A todo tempo desejava em seu âmago encarar novamente nos olhos o seu prometido pelo universo, e sentir aquela leveza que a deixou tão feliz após tantos anos de tristeza e dor. 

Ao mesmo tempo, finalmente iniciava seu caminho de retomada, ansiando recuperar o que lhe foi tomado a sete anos atrás. 

Novah não queria de forma nenhuma admitir, mas ela realmente estava, nesse momento, feliz ao lado de Shiem. E isso, de uma maneira sem precedentes, tomou um grande espaço de seus  pensamentos, a fazendo esquecer até mesmo de sua preocupação referente aos tremores sentidos anteriormente. 

Quanto mais perto de Shiem, mais difícil era de se manter a compostura diante a euforia latente em seu coração assustado. Contudo, mesmo cheia de sentimentos conflitantes, Novah falou para Shiem com o rosto corado de vergonha.

– HÁÁÁ!! TÁ BOM!! MAS NÃO VAI SE APROVEITANDO NÃO HEIM!!

– HÃÃÃ!? EU NÃO!! Eu não quero fazer isso não! – Respondeu Shiem, também envergonhado com a situação.

– É O QUE!? COMO ASSIM NÃO QUER!?! TÁ COM NOJINHO DE MIM SEU ZÉ RUELA!? EU  VOU COLOCAR UMA MÃO NO SEU OMBRO E A OUTRA NA SUA FUÇA ATÉ VOCÊ RETIRAR O QUE DISSE!! – Esbravejou Novah, com seus olhos de cristal arregalados.

– HÃÃÃ!? MAIS O QUE QUE EU FALEI!? - Respondeu Shiem confuso e com medo do olhar de Novah.

– NÃO VAI PEDIR DESCULPAS NÃO É!? 

– DESCULPA!! DESCULPA!! FOI SEM QUERER!! VOCÊ É BONITA E EU ME APROVEITARIA DE VOCÊ… NÃO!! ESPERA AÍ!! NÃO FOI ISSO QUE EU QUIS DIZER!!… EU NÃO ME APROVEITARIA NÃO!! Mas se eu fosse sem vergonha... HÃ, CALMA AÍ!!... QUER DIZER!! NÃO!! NÃO!! Aí Caramba!!  – Gaguejou Shiem, ainda com medo e agora confuso.

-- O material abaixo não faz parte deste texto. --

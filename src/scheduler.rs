//! Heartbeat-driven scheduler
//!
//! Owns the name-keyed entry registry, evaluates every dispatchable entry
//! once per heartbeat tick, and runs due callbacks on their own tokio tasks
//! so a slow job never blocks other entries or the next tick.

use crate::entry::Entry;
use crate::parser::CompiledSchedule;
use crate::types::{CronError, JobFn, JobFuture, Result, Status};
use chrono::{DateTime, Utc};
use std::collections::HashMap;
use std::future::Future;
use std::sync::atomic::{AtomicU8, AtomicU64, AtomicUsize, Ordering};
use std::sync::Arc;
use std::time::Duration;
use tokio::sync::{broadcast, Notify, RwLock};
use tokio::time::MissedTickBehavior;
use uuid::Uuid;

/// Scheduler events for monitoring
///
/// Delivered over a broadcast channel; lagging receivers lose events. This
/// is a sink for observers, never a control path.
#[derive(Debug, Clone)]
pub enum SchedulerEvent {
    /// Scheduler resumed dispatching
    Started,
    /// Scheduler suspended dispatching
    Stopped,
    /// Scheduler closed; no further ticks will be evaluated
    Closed,
    /// An entry's callback was dispatched
    JobStarted { name: String },
    /// An entry's callback returned
    JobFinished { name: String },
    /// An entry's callback panicked (recovered and logged)
    JobPanicked { name: String, message: String },
    /// An entry spent its run budget and was removed
    JobExhausted { name: String },
}

struct Inner {
    entries: RwLock<HashMap<String, Arc<Entry>>>,
    id_gen: AtomicU64,
    status: AtomicU8,
    in_flight: AtomicUsize,
    idle: Notify,
    event_tx: broadcast::Sender<SchedulerEvent>,
}

/// Cron scheduler
///
/// Cloning is cheap and shares the same registry. The scheduler never reads
/// the wall clock itself: time arrives through [`tick`](Scheduler::tick),
/// either injected by tests or produced by the task spawned from
/// [`spawn_heartbeat`](Scheduler::spawn_heartbeat).
#[derive(Clone)]
pub struct Scheduler {
    inner: Arc<Inner>,
}

impl Default for Scheduler {
    fn default() -> Self {
        Self::new()
    }
}
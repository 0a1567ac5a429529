//! Registered entry lifecycle
//!
//! An [`Entry`] binds a compiled schedule to a callback together with a run
//! budget, a singleton flag and a lifecycle status. All mutable fields are
//! atomics: they are written both by the scheduler's tick loop and by
//! external `start`/`stop`/`close` calls from arbitrary tasks.

use crate::parser::CompiledSchedule;
use crate::types::{JobFn, Status};
use chrono::{DateTime, TimeZone, Utc};
use std::sync::atomic::{AtomicBool, AtomicI64, AtomicU8, Ordering};

/// Sentinel for an unbounded run budget
const UNLIMITED_RUNS: i64 = -1;

/// Heartbeat jitter tolerance in seconds
///
/// A tick arriving up to this late is treated as the next consecutive
/// second; a larger gap resynchronizes to the current timestamp and missed
/// fires are not replayed.
const TICK_JITTER_TOLERANCE: i64 = 3;

/// Drift-correction state for one entry
///
/// Tracks the last corrected heartbeat and the last schedule hit, both as
/// unix seconds (0 = never observed).
#[derive(Debug, Default)]
struct TickState {
    last_check: AtomicI64,
    last_meet: AtomicI64,
}

impl TickState {
    /// Apply the drift rule to a raw heartbeat timestamp
    ///
    /// A gap of one second is on time. A gap of two or three seconds is
    /// tolerated jitter: the internal clock advances by a single second so
    /// the delayed tick neither skips a fire nor double-fires. Anything else
    /// (including the very first tick) resynchronizes to the raw timestamp.
    fn effective_timestamp(&self, now_ts: i64) -> i64 {
        let last = self.last_check.load(Ordering::Acquire);
        let gap = now_ts - last;
        let effective = if last == 0 || gap == 1 || gap > TICK_JITTER_TOLERANCE || gap <= 0 {
            now_ts
        } else {
            last + 1
        };
        self.last_check.store(effective, Ordering::Release);
        effective
    }
}

/// A registered (schedule, callback) pair with its own lifecycle
///
/// Entries are created by the scheduler's `add*` methods and owned by its
/// registry; callers hold shared handles and interact through the lifecycle
/// methods only.
pub struct Entry {
    id: u64,
    name: String,
    schedule: CompiledSchedule,
    job: JobFn,
    singleton: bool,
    remaining: AtomicI64,
    status: AtomicU8,
    in_flight: AtomicBool,
    created_at: DateTime<Utc>,
    tick_state: TickState,
}

impl std::fmt::Debug for Entry {
    fn fmt(&self, f: &mut std::fmt::Formatter<'_>) -> std::fmt::Result {
        f.debug_struct("Entry")
            .field("id", &self.id)
            .field("name", &self.name)
            .field("pattern", &self.schedule.pattern)
            .field("singleton", &self.singleton)
            .field("status", &self.status())
            .field("remaining_runs", &self.remaining_runs())
            .finish()
    }
}

impl Entry {
    pub(crate) fn new(
        id: u64,
        name: String,
        schedule: CompiledSchedule,
        job: JobFn,
        singleton: bool,
        times: Option<usize>,
    ) -> Self {
        Self {
            id,
            name,
            schedule,
            job,
            singleton,
            remaining: AtomicI64::new(times.map_or(UNLIMITED_RUNS, |t| t as i64)),
            status: AtomicU8::new(Status::Ready.as_u8()),
            in_flight: AtomicBool::new(false),
            created_at: Utc::now(),
            tick_state: TickState::default(),
        }
    }

    /// Monotonic registration id
    pub fn id(&self) -> u64 {
        self.id
    }

    /// Unique registry name
    pub fn name(&self) -> &str {
        &self.name
    }

    /// The compiled schedule driving this entry
    pub fn schedule(&self) -> &CompiledSchedule {
        &self.schedule
    }

    /// Registration timestamp
    pub fn created_at(&self) -> DateTime<Utc> {
        self.created_at
    }

    /// Whether successive invocations are forbidden from overlapping
    pub fn is_singleton(&self) -> bool {
        self.singleton
    }

    /// Remaining run budget; `None` means unlimited
    pub fn remaining_runs(&self) -> Option<u64> {
        match self.remaining.load(Ordering::Acquire) {
            UNLIMITED_RUNS => None,
            n => Some(n.max(0) as u64),
        }
    }

    /// Current lifecycle status
    pub fn status(&self) -> Status {
        Status::from_u8(self.status.load(Ordering::Acquire))
    }

    /// Last time the schedule matched a heartbeat, if any
    pub fn last_meet(&self) -> Option<DateTime<Utc>> {
        match self.tick_state.last_meet.load(Ordering::Acquire) {
            0 => None,
            ts => Utc.timestamp_opt(ts, 0).single(),
        }
    }

    /// Last (drift-corrected) heartbeat this entry observed, if any
    pub fn last_heartbeat(&self) -> Option<DateTime<Utc>> {
        match self.tick_state.last_check.load(Ordering::Acquire) {
            0 => None,
            ts => Utc.timestamp_opt(ts, 0).single(),
        }
    }

    /// Next time the schedule fires strictly after `from`
    pub fn next_run(&self, from: DateTime<Utc>) -> Option<DateTime<Utc>> {
        self.schedule.next_after(from)
    }

    /// Resume a stopped entry (`Stopped → Ready`)
    ///
    /// Returns whether a transition happened.
    pub fn start(&self) -> bool {
        self.status
            .compare_exchange(
                Status::Stopped.as_u8(),
                Status::Ready.as_u8(),
                Ordering::AcqRel,
                Ordering::Acquire,
            )
            .is_ok()
    }

    /// Suspend dispatch (`Ready/Running → Stopped`) without destroying the entry
    ///
    /// An invocation already in flight keeps running; only future dispatch
    /// is prevented. Returns whether a transition happened.
    pub fn stop(&self) -> bool {
        loop {
            let current = self.status.load(Ordering::Acquire);
            if !Status::from_u8(current).is_dispatchable() {
                return false;
            }
            if self
                .status
                .compare_exchange(
                    current,
                    Status::Stopped.as_u8(),
                    Ordering::AcqRel,
                    Ordering::Acquire,
                )
                .is_ok()
            {
                return true;
            }
        }
    }

    /// Terminate the entry; idempotent
    pub fn close(&self) {
        self.status.store(Status::Closed.as_u8(), Ordering::Release);
    }

    /// Drift-corrected schedule check for one heartbeat
    ///
    /// Interval schedules match against the raw tick time relative to their
    /// compile anchor. Field schedules match the corrected effective time
    /// and are additionally guarded by the schedule's minimum fire interval
    /// so a late heartbeat cannot re-trigger inside one granular window.
    pub(crate) fn schedule_meets(&self, now: DateTime<Utc>) -> bool {
        if self.schedule.is_interval() {
            if !self.schedule.matches(&now) {
                return false;
            }
            self.tick_state
                .last_meet
                .store(now.timestamp(), Ordering::Release);
            return true;
        }

        let effective_ts = self.tick_state.effective_timestamp(now.timestamp());
        let effective = match Utc.timestamp_opt(effective_ts, 0).single() {
            Some(t) => t,
            None => return false,
        };
        if !self.schedule.matches(&effective) {
            return false;
        }

        let last_meet = self.tick_state.last_meet.load(Ordering::Acquire);
        if last_meet > 0 && effective_ts - last_meet < self.schedule.min_interval_secs() {
            return false;
        }

        self.tick_state
            .last_meet
            .store(effective_ts, Ordering::Release);
        true
    }

    /// Claim an invocation slot for this dispatch
    ///
    /// For singleton entries this is a test-and-set on the in-flight guard;
    /// a tick meeting the schedule while a previous invocation still runs is
    /// dropped. Marks the entry `Running` on success.
    pub(crate) fn try_acquire_flight(&self) -> bool {
        if self.singleton
            && self
                .in_flight
                .compare_exchange(false, true, Ordering::AcqRel, Ordering::Acquire)
                .is_err()
        {
            return false;
        }
        if !self.singleton {
            self.in_flight.store(true, Ordering::Release);
        }
        let _ = self.status.compare_exchange(
            Status::Ready.as_u8(),
            Status::Running.as_u8(),
            Ordering::AcqRel,
            Ordering::Acquire,
        );
        true
    }

    /// Release the invocation slot once the callback completes
    pub(crate) fn release_flight(&self) {
        self.in_flight.store(false, Ordering::Release);
        let _ = self.status.compare_exchange(
            Status::Running.as_u8(),
            Status::Ready.as_u8(),
            Ordering::AcqRel,
            Ordering::Acquire,
        );
    }

    /// Consume one run from the budget
    ///
    /// Returns `Some(true)` when this dispatch exhausts a finite budget,
    /// `Some(false)` when runs remain (or the budget is unlimited), and
    /// `None` when the budget was already spent and dispatch must be
    /// skipped (the entry is pending closure by its last invocation).
    pub(crate) fn consume_run(&self) -> Option<bool> {
        if self.remaining.load(Ordering::Acquire) == UNLIMITED_RUNS {
            return Some(false);
        }
        match self
            .remaining
            .fetch_update(Ordering::AcqRel, Ordering::Acquire, |n| {
                if n > 0 {
                    Some(n - 1)
                } else {
                    None
                }
            }) {
            Ok(previous) => Some(previous == 1),
            Err(_) => None,
        }
    }

    pub(crate) fn job(&self) -> JobFn {
        self.job.clone()
    }
}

– … Hum...Tá ok!! Pode parar!! – Falou Novah mais calma. – Agora para de dar chilique porque temos que fazer o que Paragor falou. 

– Hã?... Ué?!... Mas!?... Eu!?... Mas!?... Foi!?... Num entendi foi nada!!

Assim, após recuperar seu foco, Novah respirou fundo e colocou a mão no ombro de Shiem, enquanto falava.

– Temos que agir naturalmente! Então não olhe para trás!

– Há é mesmo! Bem lembrado! – Respondeu Shiem, entrando no personagem.

Novah ficou aliviada por ele ter concordado sem questionar, já que ela estava vermelha como uma maçã e lutando contra um sorriso largo que teimava em aparecer no seu rosto, dando a ela uma aparência de alguém que convulsionava e revirava os olhos sem motivo aparente.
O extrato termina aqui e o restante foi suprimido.